Print every line of the listing exactly, please.

EXERCISE INPUTS Start Marker

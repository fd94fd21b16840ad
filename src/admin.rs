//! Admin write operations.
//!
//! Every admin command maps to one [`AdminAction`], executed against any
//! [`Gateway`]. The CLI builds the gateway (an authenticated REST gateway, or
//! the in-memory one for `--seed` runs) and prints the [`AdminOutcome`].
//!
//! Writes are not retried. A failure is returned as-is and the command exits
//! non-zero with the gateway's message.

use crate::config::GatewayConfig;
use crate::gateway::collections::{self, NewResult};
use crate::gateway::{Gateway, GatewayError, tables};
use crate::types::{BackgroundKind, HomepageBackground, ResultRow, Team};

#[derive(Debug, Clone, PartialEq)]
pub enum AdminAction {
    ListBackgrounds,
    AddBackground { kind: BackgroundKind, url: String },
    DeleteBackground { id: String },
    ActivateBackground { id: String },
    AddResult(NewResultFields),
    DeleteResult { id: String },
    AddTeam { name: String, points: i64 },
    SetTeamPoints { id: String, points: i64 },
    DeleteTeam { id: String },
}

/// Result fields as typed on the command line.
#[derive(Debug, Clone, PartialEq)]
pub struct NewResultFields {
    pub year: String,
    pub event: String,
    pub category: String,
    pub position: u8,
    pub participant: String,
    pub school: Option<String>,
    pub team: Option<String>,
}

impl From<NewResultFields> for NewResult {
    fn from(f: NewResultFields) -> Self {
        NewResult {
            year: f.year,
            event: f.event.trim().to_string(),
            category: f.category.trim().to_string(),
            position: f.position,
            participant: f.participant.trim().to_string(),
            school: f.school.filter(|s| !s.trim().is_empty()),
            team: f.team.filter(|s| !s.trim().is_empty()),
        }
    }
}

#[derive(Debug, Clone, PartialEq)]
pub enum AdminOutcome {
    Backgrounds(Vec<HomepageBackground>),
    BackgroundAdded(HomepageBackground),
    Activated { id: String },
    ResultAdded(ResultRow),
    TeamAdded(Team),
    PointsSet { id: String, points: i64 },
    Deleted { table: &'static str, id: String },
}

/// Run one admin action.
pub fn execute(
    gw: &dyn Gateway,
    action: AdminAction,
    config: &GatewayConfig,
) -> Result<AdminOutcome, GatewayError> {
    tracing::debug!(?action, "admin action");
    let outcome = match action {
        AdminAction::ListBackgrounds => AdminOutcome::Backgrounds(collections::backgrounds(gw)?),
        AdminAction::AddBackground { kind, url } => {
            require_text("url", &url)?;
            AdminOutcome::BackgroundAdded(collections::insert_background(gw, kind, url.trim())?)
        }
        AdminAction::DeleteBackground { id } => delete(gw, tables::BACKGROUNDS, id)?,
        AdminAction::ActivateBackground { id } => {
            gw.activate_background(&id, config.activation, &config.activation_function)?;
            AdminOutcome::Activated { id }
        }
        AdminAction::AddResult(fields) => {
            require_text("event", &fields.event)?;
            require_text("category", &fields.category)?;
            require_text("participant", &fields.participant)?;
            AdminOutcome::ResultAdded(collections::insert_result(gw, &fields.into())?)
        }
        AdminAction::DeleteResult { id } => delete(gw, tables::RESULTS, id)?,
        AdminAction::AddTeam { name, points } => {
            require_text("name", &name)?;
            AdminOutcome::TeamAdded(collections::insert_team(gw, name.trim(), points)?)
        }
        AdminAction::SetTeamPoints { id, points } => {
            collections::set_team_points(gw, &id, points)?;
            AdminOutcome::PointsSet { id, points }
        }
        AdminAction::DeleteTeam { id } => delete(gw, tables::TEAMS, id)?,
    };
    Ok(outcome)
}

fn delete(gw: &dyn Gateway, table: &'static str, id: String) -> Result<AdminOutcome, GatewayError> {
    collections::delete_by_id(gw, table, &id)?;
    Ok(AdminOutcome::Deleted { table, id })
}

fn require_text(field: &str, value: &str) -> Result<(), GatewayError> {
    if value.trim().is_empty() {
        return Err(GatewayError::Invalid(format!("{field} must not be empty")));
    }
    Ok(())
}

EXERCISE INPUTS End Marker

▶ [RESULT OF THIS EXERCISE]
repository fd94fd21b16840ad
filename src/admin.rs
//! Admin write operations.
//!
//! Every admin command maps to one [`AdminAction`], executed against any
//! [`Gateway`]. The CLI builds the gateway (an authenticated REST gateway, or
//! the in-memory one for `--seed` runs) and prints the [`AdminOutcome`].
//!
//! Writes are not retried. A failure is returned as-is and the command exits
//! non-zero with the gateway's message.

use crate::config::GatewayConfig;
use crate::gateway::collections::{self, NewResult};
use crate::gateway::{Gateway, GatewayError, tables};
use crate::types::{BackgroundKind, HomepageBackground, ResultRow, Team};

#[derive(Debug, Clone, PartialEq)]
pub enum AdminAction {
    ListBackgrounds,
    AddBackground { kind: BackgroundKind, url: String },
    DeleteBackground { id: String },
    ActivateBackground { id: String },
    AddResult(NewResultFields),
    DeleteResult { id: String },
    AddTeam { name: String, points: i64 },
    SetTeamPoints { id: String, points: i64 },
    DeleteTeam { id: String },
}

/// Result fields as typed on the command line.
#[derive(Debug, Clone, PartialEq)]
pub struct NewResultFields {
    pub year: String,
    pub event: String,
    pub category: String,
    pub position: u8,
    pub participant: String,
    pub school: Option<String>,
    pub team: Option<String>,
}

impl From<NewResultFields> for NewResult {
    fn from(f: NewResultFields) -> Self {
        NewResult {
            year: f.year,
            event: f.event.trim().to_string(),
            category: f.category.trim().to_string(),
            position: f.position,
            participant: f.participant.trim().to_string(),
            school: f.school.filter(|s| !s.trim().is_empty()),
            team: f.team.filter(|s| !s.trim().is_empty()),
        }
    }
}

#[derive(Debug, Clone, PartialEq)]
pub enum AdminOutcome {
    Backgrounds(Vec<HomepageBackground>),
    BackgroundAdded(HomepageBackground),
    Activated { id: String },
    ResultAdded(ResultRow),
    TeamAdded(Team),
    PointsSet { id: String, points: i64 },
    Deleted { table: &'static str, id: String },
}

/// Run one admin action.
pub fn execute(
    gw: &dyn Gateway,
    action: AdminAction,
    config: &GatewayConfig,
) -> Result<AdminOutcome, GatewayError> {
    tracing::debug!(?action, "admin action");
    let outcome = match action {
        AdminAction::ListBackgrounds => AdminOutcome::Backgrounds(collections::backgrounds(gw)?),
        AdminAction::AddBackground { kind, url } => {
            require_text("url", &url)?;
            AdminOutcome::BackgroundAdded(collections::insert_background(gw, kind, url.trim())?)
        }
        AdminAction::DeleteBackground { id } => delete(gw, tables::BACKGROUNDS, id)?,
        AdminAction::ActivateBackground { id } => {
            gw.activate_background(&id, config.activation, &config.activation_function)?;
            AdminOutcome::Activated { id }
        }
        AdminAction::AddResult(fields) => {
            require_text("event", &fields.event)?;
            require_text("category", &fields.category)?;
            require_text("participant", &fields.participant)?;
            AdminOutcome::ResultAdded(collections::insert_result(gw, &fields.into())?)
        }
        AdminAction::DeleteResult { id } => delete(gw, tables::RESULTS, id)?,
        AdminAction::AddTeam { name, points } => {
            require_text("name", &name)?;
            AdminOutcome::TeamAdded(collections::insert_team(gw, name.trim(), points)?)
        }
        AdminAction::SetTeamPoints { id, points } => {
            collections::set_team_points(gw, &id, points)?;
            AdminOutcome::PointsSet { id, points }
        }
        AdminAction::DeleteTeam { id } => delete(gw, tables::TEAMS, id)?,
    };
    Ok(outcome)
}

fn delete(gw: &dyn Gateway, table: &'static str, id: String) -> Result<AdminOutcome, GatewayError> {
    collections::delete_by_id(gw, table, &id)?;
    Ok(AdminOutcome::Deleted { table, id })
}

fn require_text(field: &str, value: &str) -> Result<(), GatewayError> {
    if value.trim().is_empty() {
        return Err(GatewayError::Invalid(format!("{field} must not be empty")));
    }
    Ok(())
}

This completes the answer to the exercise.